The study, published in the 1 April issue of the American Journal of Clinical Nutrition, compared the effects of walnuts and fatty fish in the fight against heart disease. Walnuts lower cholesterol more than fish, but both can reduce the overall risk of coronary heart disease.
"The practical significance of the study is that eating an easy-to-incorporate amount of walnuts and fatty fish can cause meaningful decreases in blood cholesterol and triglycerides even in healthy individuals," said lead author Sujatha Rajaram, Ph.D., associate professor in the department of nutrition at Loma Linda University School of Public Health.
Following the qualified health claim issued by the U.S. Food and Drug Administration, researchers found that incorporating approximately 1.5 ounces of walnuts (42 grams, a handful of whole nuts or about three tablespoons of chopped nuts) into the daily diet lowered serum total cholesterol by 5.4 percent and LDL (bad) cholesterol by 9.3 percent, compared to a control diet based on U.S. Department of Agriculture recommendations.
Using American Heart Association guidelines, the researchers also found that a diet including two servings of fatty fish per week (roughly 4 ounces each as recommended by the AHA for individuals without heart disease) decreased triglyceride levels by 11.4 percent. Additionally, it increased HDL (good) cholesterol by 4 percent, but also slightly increased LDL (bad) cholesterol compared to the control diet.

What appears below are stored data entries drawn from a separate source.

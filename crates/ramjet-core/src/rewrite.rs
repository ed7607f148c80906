//! Content rewriter boundary.
//!
//! Rewriters are pure transforms keyed by content kind. They must leave every
//! byte that is not a URL reference untouched. The network layer picks the
//! rewriter by request destination; the interception layer reuses the CSS and
//! header rewriters for values produced at runtime.
//!
//! [`StandardRewriter`] covers the URL-bearing constructs that do not need a
//! parser: HTML attributes, `srcset`, inline and block styles, CSS `url()` and
//! `@import`, and URL-valued response headers. Script text is left unchanged;
//! a script-aware rewriter can be plugged in through [`ContentRewriter`].

use std::sync::Arc;

use once_cell::sync::Lazy;
use regex::{Captures, Regex};
use url::Url;

use crate::codec::{encode_relative, UrlCodec};
use crate::headers::RawHeaders;

/// Rewrites fetched content so its URL references route through the proxy.
pub trait ContentRewriter: Send + Sync {
    /// Rewrites an HTML document fetched from `base`.
    fn rewrite_html(&self, body: &str, base: &Url) -> String;

    /// Rewrites a stylesheet fetched from `base`.
    fn rewrite_css(&self, body: &str, base: &Url) -> String;

    /// Rewrites a script fetched from `base`.
    fn rewrite_js(&self, body: &str, base: &Url) -> String;

    /// Rewrites a header map belonging to a response from `base`.
    fn rewrite_headers(&self, headers: &RawHeaders, base: &Url) -> RawHeaders;
}

/// Attributes whose whole value is a single URL.
static URL_ATTR: Lazy<Regex> = Lazy::new(|| {
    Regex::new(
        r#"(?i)(\s(?:src|href|action|formaction|poster|ping|data-src|background)\s*=\s*)(?:"([^"]*)"|'([^']*)')"#,
    )
    .expect("valid URL attribute pattern")
});

static SRCSET_ATTR: Lazy<Regex> = Lazy::new(|| {
    Regex::new(r#"(?i)(\s(?:srcset|imagesrcset)\s*=\s*)(?:"([^"]*)"|'([^']*)')"#)
        .expect("valid srcset pattern")
});

static STYLE_ATTR: Lazy<Regex> = Lazy::new(|| {
    Regex::new(r#"(?i)(\sstyle\s*=\s*)(?:"([^"]*)"|'([^']*)')"#).expect("valid style pattern")
});

static STYLE_BLOCK: Lazy<Regex> = Lazy::new(|| {
    Regex::new(r"(?is)(<style\b[^>]*>)(.*?)(</style\s*>)").expect("valid style block pattern")
});

static INTEGRITY_ATTR: Lazy<Regex> = Lazy::new(|| {
    Regex::new(r#"(?i)\sintegrity\s*=\s*(?:"[^"]*"|'[^']*')"#).expect("valid integrity pattern")
});

static CSS_URL: Lazy<Regex> = Lazy::new(|| {
    Regex::new(r#"(?i)url\(\s*(?:"([^"]*)"|'([^']*)'|([^)"'\s]*))\s*\)"#)
        .expect("valid css url pattern")
});

static CSS_IMPORT: Lazy<Regex> = Lazy::new(|| {
    Regex::new(r#"(?i)(@import\s+)(?:"([^"]*)"|'([^']*)')"#).expect("valid import pattern")
});

static REFRESH: Lazy<Regex> = Lazy::new(|| {
    Regex::new(r"(?i)^(\s*\d+\s*[;,]\s*url\s*=\s*)(.*)$").expect("valid refresh pattern")
});

/// Response headers that would stop proxied content from loading.
const DROPPED_HEADERS: &[&str] = &[
    "content-security-policy",
    "content-security-policy-report-only",
    "x-content-security-policy",
    "x-webkit-csp",
    "cross-origin-opener-policy",
    "cross-origin-embedder-policy",
    "cross-origin-resource-policy",
    "x-frame-options",
    "permissions-policy",
    "strict-transport-security",
    "clear-site-data",
    "timing-allow-origin",
];

/// Response headers whose value is a single URL.
const URL_HEADERS: &[&str] = &["location", "content-location"];

/// Default rewriter backed by a [`UrlCodec`].
#[derive(Clone)]
pub struct StandardRewriter {
    codec: Arc<dyn UrlCodec>,
}

impl std::fmt::Debug for StandardRewriter {
    fn fmt(&self, f: &mut std::fmt::Formatter<'_>) -> std::fmt::Result {
        f.debug_struct("StandardRewriter")
            .field("codec", &"UrlCodec")
            .finish()
    }
}

impl StandardRewriter {
    /// Creates a rewriter that encodes URLs with `codec`.
    pub fn new(codec: Arc<dyn UrlCodec>) -> Self {
        Self { codec }
    }

    fn encode(&self, raw: &str, base: &Url) -> String {
        encode_relative(self.codec.as_ref(), raw, Some(base))
    }

    fn rewrite_srcset(&self, srcset: &str, base: &Url) -> String {
        srcset
            .split(',')
            .map(|candidate| {
                let trimmed = candidate.trim();
                match trimmed.split_once(char::is_whitespace) {
                    Some((url, descriptor)) => {
                        format!("{} {}", self.encode(url, base), descriptor.trim())
                    }
                    None if trimmed.is_empty() => String::new(),
                    None => self.encode(trimmed, base),
                }
            })
            .collect::<Vec<_>>()
            .join(", ")
    }
}

/// Returns the quoted value captured by a `(prefix)("a"|'b')` pattern together
/// with its quote character.
fn quoted<'a>(caps: &Captures<'a>) -> (&'a str, char) {
    match (caps.get(2), caps.get(3)) {
        (Some(m), _) => (m.as_str(), '"'),
        (None, Some(m)) => (m.as_str(), '\''),
        (None, None) => ("", '"'),
    }
}

impl ContentRewriter for StandardRewriter {
    fn rewrite_html(&self, body: &str, base: &Url) -> String {
        let out = STYLE_BLOCK.replace_all(body, |caps: &Captures| {
            format!("{}{}{}", &caps[1], self.rewrite_css(&caps[2], base), &caps[3])
        });
        let out = URL_ATTR.replace_all(&out, |caps: &Captures| {
            let (value, q) = quoted(caps);
            format!("{}{q}{}{q}", &caps[1], self.encode(value, base))
        });
        let out = SRCSET_ATTR.replace_all(&out, |caps: &Captures| {
            let (value, q) = quoted(caps);
            format!("{}{q}{}{q}", &caps[1], self.rewrite_srcset(value, base))
        });
        let out = STYLE_ATTR.replace_all(&out, |caps: &Captures| {
            let (value, q) = quoted(caps);
            format!("{}{q}{}{q}", &caps[1], self.rewrite_css(value, base))
        });
        INTEGRITY_ATTR.replace_all(&out, "").into_owned()
    }

    fn rewrite_css(&self, body: &str, base: &Url) -> String {
        let out = CSS_URL.replace_all(body, |caps: &Captures| {
            let (value, quote) = match (caps.get(1), caps.get(2), caps.get(3)) {
                (Some(m), _, _) => (m.as_str(), "\""),
                (_, Some(m), _) => (m.as_str(), "'"),
                (_, _, Some(m)) => (m.as_str(), ""),
                _ => ("", ""),
            };
            format!("url({quote}{}{quote})", self.encode(value, base))
        });
        CSS_IMPORT
            .replace_all(&out, |caps: &Captures| {
                let (value, q) = quoted(caps);
                format!("{}{q}{}{q}", &caps[1], self.encode(value, base))
            })
            .into_owned()
    }

    fn rewrite_js(&self, body: &str, _base: &Url) -> String {
        body.to_string()
    }

    fn rewrite_headers(&self, headers: &RawHeaders, base: &Url) -> RawHeaders {
        let mut out = RawHeaders::new();
        for (name, value) in headers.iter() {
            if DROPPED_HEADERS.contains(&name) {
                continue;
            }
            if URL_HEADERS.contains(&name) {
                out.insert(name, self.encode(value, base));
            } else if name == "refresh" {
                let rewritten = REFRESH.replace(value, |caps: &Captures| {
                    let target = caps[2].trim().trim_matches(['"', '\'']);
                    format!("{}{}", &caps[1], self.encode(target, base))
                });
                out.insert(name, rewritten.into_owned());
            } else {
                out.append(name, value);
            }
        }
        out
    }
}
//! `WebSocket` construction through the socket transport.

use ramjet_core::RawHeaders;
use tracing::debug;

use crate::client::{Client, ExecutionContext};
use crate::host::Value;
use crate::interception::{CallHooks, HookOutcome};

/// Sockets are tunneled only from documents, and only when a transport was
/// supplied.
pub fn enabled(client: &Client) -> bool {
    client.context() == ExecutionContext::Document && client.env().socket().is_some()
}

pub fn disabled(client: &Client) {
    debug!(
        "WebSocket interception disabled in {:?} context",
        client.context()
    );
}

pub fn install(client: &Client) -> usize {
    let env = client.env().clone();
    client.interceptor().register_call(
        "WebSocket",
        CallHooks::new().on_construct(move |ctx| {
            let Some(socket) = env.socket() else {
                return Ok(HookOutcome::Continue);
            };
            let global = env.global()?;
            let url = ctx.arg(0).to_display_string()?;

            let mut headers = RawHeaders::new();
            if let Value::Object(navigator) = global.get("navigator")? {
                headers.insert("User-Agent", navigator.get("userAgent")?.to_display_string()?);
            }
            headers.insert("Origin", env.url()?.origin().ascii_serialization());

            let buffer_proto = match global.get("ArrayBuffer")? {
                Value::Object(ctor) => ctor.get("prototype")?.as_object().cloned(),
                _ => None,
            };

            let created = socket.create_websocket(
                &url,
                &ctx.arg(1),
                &ctx.callee,
                &headers,
                buffer_proto.as_ref(),
            )?;
            Ok(HookOutcome::Return(created))
        }),
    )
}

#[cfg(test)]
mod tests {
    use std::cell::RefCell;
    use std::rc::Rc;

    use super::*;
    use crate::error::HostResult;
    use crate::host::ObjectRef;
    use crate::test_support::BrowserFixture;
    use crate::transport::SocketTransport;

    #[derive(Default)]
    struct RecordingTransport {
        seen: RefCell<Vec<(String, RawHeaders, bool, bool)>>,
    }

    impl SocketTransport for RecordingTransport {
        fn create_websocket(
            &self,
            url: &str,
            _protocols: &Value,
            native: &ObjectRef,
            headers: &RawHeaders,
            buffer_proto: Option<&ObjectRef>,
        ) -> HostResult<Value> {
            self.seen.borrow_mut().push((
                url.to_string(),
                headers.clone(),
                native.is_constructor(),
                buffer_proto.is_some(),
            ));
            Ok(ObjectRef::new("BareWebSocket").into())
        }
    }

    #[test]
    fn construction_is_delegated_to_transport() {
        let fixture = BrowserFixture::window();
        let transport = Rc::new(RecordingTransport::default());
        let client = fixture.client_with_socket(transport.clone());
        client.hook();

        let socket = fixture
            .global
            .get("WebSocket")
            .unwrap()
            .as_object()
            .unwrap()
            .construct(vec![Value::from("wss://b.test/chat")], None)
            .unwrap();

        assert!(socket.is_instance_of("BareWebSocket"));
        assert!(fixture.calls("WebSocket").is_empty());
        let seen = transport.seen.borrow();
        let (url, headers, native_is_ctor, has_buffer_proto) = &seen[0];
        assert_eq!(url, "wss://b.test/chat");
        assert_eq!(headers.get("origin"), Some("https://example.com"));
        assert_eq!(headers.get("user-agent"), Some("FixtureBrowser/1.0"));
        assert!(*native_is_ctor);
        assert!(*has_buffer_proto);
    }

    #[test]
    fn without_transport_native_socket_is_kept() {
        let fixture = BrowserFixture::window();
        let client = fixture.client();
        client.hook();
        assert!(!client.interceptor().is_registered("WebSocket"));
    }

    #[test]
    fn workers_never_tunnel() {
        let fixture = BrowserFixture::worker();
        let client = fixture.client_with_socket(Rc::new(RecordingTransport::default()));
        assert!(!enabled(&client));
    }
}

The fish used in the study was salmon.
"Both plant- and marine-derived omega-3 fats are cardio-protective, and since they seem to be effective for lowering different risk factors, it would be prudent to include both in the diet," said Joan Sabate, M.D., DrPH, one of the authors of the study and chair of the department of nutrition.
"Individuals should strive to include a plant source of omega-3 fat in their diet, like walnuts, and also a marine source of omega-3 fat," added Dr. Rajaram. "If fatty fish is not a preferred option for marine-derived omega-3 fat, other options include microalgae oil or DHA-enriched eggs."
Subjects were randomly assigned to each of the three diets for eight weeks over a 24-week feeding schedule. This gave the researchers a chance to compare the effect of each diet on each participant.